**What is being asked**
Reproduce the records exactly, beginning with their first line and ending with the line that contains "fn cmds(&self, _name: &str, settings: &Settings)", and output nothing more.

• • •

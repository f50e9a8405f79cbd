use console::style;
use eyre::{Context, Result, bail};
use serde::{Deserialize, Serialize};
use tracing::warn;

use crate::{
    bench::{Bench, Cmd, Session},
    cache::{SeriesFile, SeriesKey},
    config::Settings,
    extract::ColumnPattern,
    manifest::SummaryEntry,
    runner::{ProcessRunner, SampleSource},
    series::SeriesCollector,
    stats::Summary,
};

/// Runs one benchmark invocation many times and reports the spread of a
/// timing column
#[derive(Debug, Clone, Serialize, Deserialize)]
#[serde(deny_unknown_fields)]
pub struct Repeat {
    pub program: String,
    #[serde(default)]
    pub args: Vec<i64>,
    pub runs: usize,
    pub columns: ColumnPattern,
}

impl Repeat {
    fn runner(&self, settings: &Settings) -> ProcessRunner {
        ProcessRunner::new(settings.install_dir.join(&self.program))
    }

    fn series_file(&self, name: &str, settings: &Settings) -> SeriesFile {
        SeriesFile::new(&settings.data_dir, &SeriesKey::new(name, None))
    }
}

fn report(name: &str, summary: &Summary) {
    println!("{} : {summary}", style(name).bold());
}

#[async_trait::async_trait]
#[typetag::serde]
impl Bench for Repeat {
    fn kind(&self) -> &'static str {
        "repeat"
    }

    fn validate(&self, name: &str, _settings: &Settings) -> Result<()> {
        if self.program.is_empty() {
            bail!("{name} names no program");
        }
        if self.runs == 0 {
            bail!("{name} must run at least once");
        }
        Ok(())
    }

    fn cmds(&self, _name: &str, settings: &Settings) -> Result<Vec<Cmd>> {
        Ok(vec![Cmd {
            line: self.runner(settings).command_line(&self.args),
            times: self.runs,
        }])
    }

    async fn run(&self, name: &str, session: &mut Session) -> Result<()> {
        let runner = self.runner(&session.settings);
        let file = self.series_file(name, &session.settings);
        let bar = session.progress_bar(self.runs, name);
        let collector = SeriesCollector::new(
            name,
            &runner,
            &self.columns,
            session.settings.on_sample_error,
        )
        .with_progress(bar.clone());

        let values = collector.repeat(&self.args, self.runs, &file).await?;
        bar.finish_and_clear();
        if values.len() < self.runs {
            warn!("{name}: only {} of {} runs gave a sample", values.len(), self.runs);
        }

        let summary = Summary::from_values(&values)
            .wrap_err_with(|| format!("{name}: no run gave a sample"))?;
        report(name, &summary);

        session.manifest.clear_bench(name);
        session.manifest.record_summary(SummaryEntry {
            bench: name.to_owned(),
            file: file.path().to_path_buf(),
            summary,
        });
        Ok(())
    }

    async fn replot(&self, name: &str, session: &mut Session) -> Result<()> {
        let file = match session.manifest.summary_for(name) {
            Some(entry) => SeriesFile::at(entry.file.clone()),
            None => self.series_file(name, &session.settings),
        };
        let values = file
            .read()
            .await?
            .iter()
            .map(|record| record.value())
            .collect::<Result<Vec<_>, _>>()
            .wrap_err_with(|| format!("Parse {}", file.path().display()))?;

        let summary = Summary::from_values(&values)
            .wrap_err_with(|| format!("{name}: {} is empty", file.path().display()))?;
        report(name, &summary);
        Ok(())
    }
}

#[cfg(test)]
mod tests {
    use super::*;

    fn fibo(n: i64) -> Repeat {
        Repeat {
            program: "51-fibonacci".to_owned(),
            args: vec![n],
            runs: 100,
            columns: "$7; exit".parse().unwrap(),
        }
    }

    #[test]
    fn one_command_repeated() {
        let cmds = fibo(8).cmds("fibo-8", &Settings::default()).unwrap();
        assert_eq!(
            cmds,
            vec![Cmd {
                line: "install/bin/51-fibonacci 8".to_owned(),
                times: 100,
            }]
        );
    }

    #[test]
    fn zero_runs_is_rejected() {
        let repeat = Repeat {
            runs: 0,
            ..fibo(8)
        };
        assert!(repeat.validate("fibo-8", &Settings::default()).is_err());
        assert!(fibo(8).validate("fibo-8", &Settings::default()).is_ok());
    }
}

• • •

**Response**
repository f50e9a8405f79cbd
use console::style;
use eyre::{Context, Result, bail};
use serde::{Deserialize, Serialize};
use tracing::warn;

use crate::{
    bench::{Bench, Cmd, Session},
    cache::{SeriesFile, SeriesKey},
    config::Settings,
    extract::ColumnPattern,
    manifest::SummaryEntry,
    runner::{ProcessRunner, SampleSource},
    series::SeriesCollector,
    stats::Summary,
};

/// Runs one benchmark invocation many times and reports the spread of a
/// timing column
#[derive(Debug, Clone, Serialize, Deserialize)]
#[serde(deny_unknown_fields)]
pub struct Repeat {
    pub program: String,
    #[serde(default)]
    pub args: Vec<i64>,
    pub runs: usize,
    pub columns: ColumnPattern,
}

impl Repeat {
    fn runner(&self, settings: &Settings) -> ProcessRunner {
        ProcessRunner::new(settings.install_dir.join(&self.program))
    }

    fn series_file(&self, name: &str, settings: &Settings) -> SeriesFile {
        SeriesFile::new(&settings.data_dir, &SeriesKey::new(name, None))
    }
}

fn report(name: &str, summary: &Summary) {
    println!("{} : {summary}", style(name).bold());
}

#[async_trait::async_trait]
#[typetag::serde]
impl Bench for Repeat {
    fn kind(&self) -> &'static str {
        "repeat"
    }

    fn validate(&self, name: &str, _settings: &Settings) -> Result<()> {
        if self.program.is_empty() {
            bail!("{name} names no program");
        }
        if self.runs == 0 {
            bail!("{name} must run at least once");
        }
        Ok(())
    }

    fn cmds(&self, _name: &str, settings: &Settings) -> Result<Vec<Cmd>> {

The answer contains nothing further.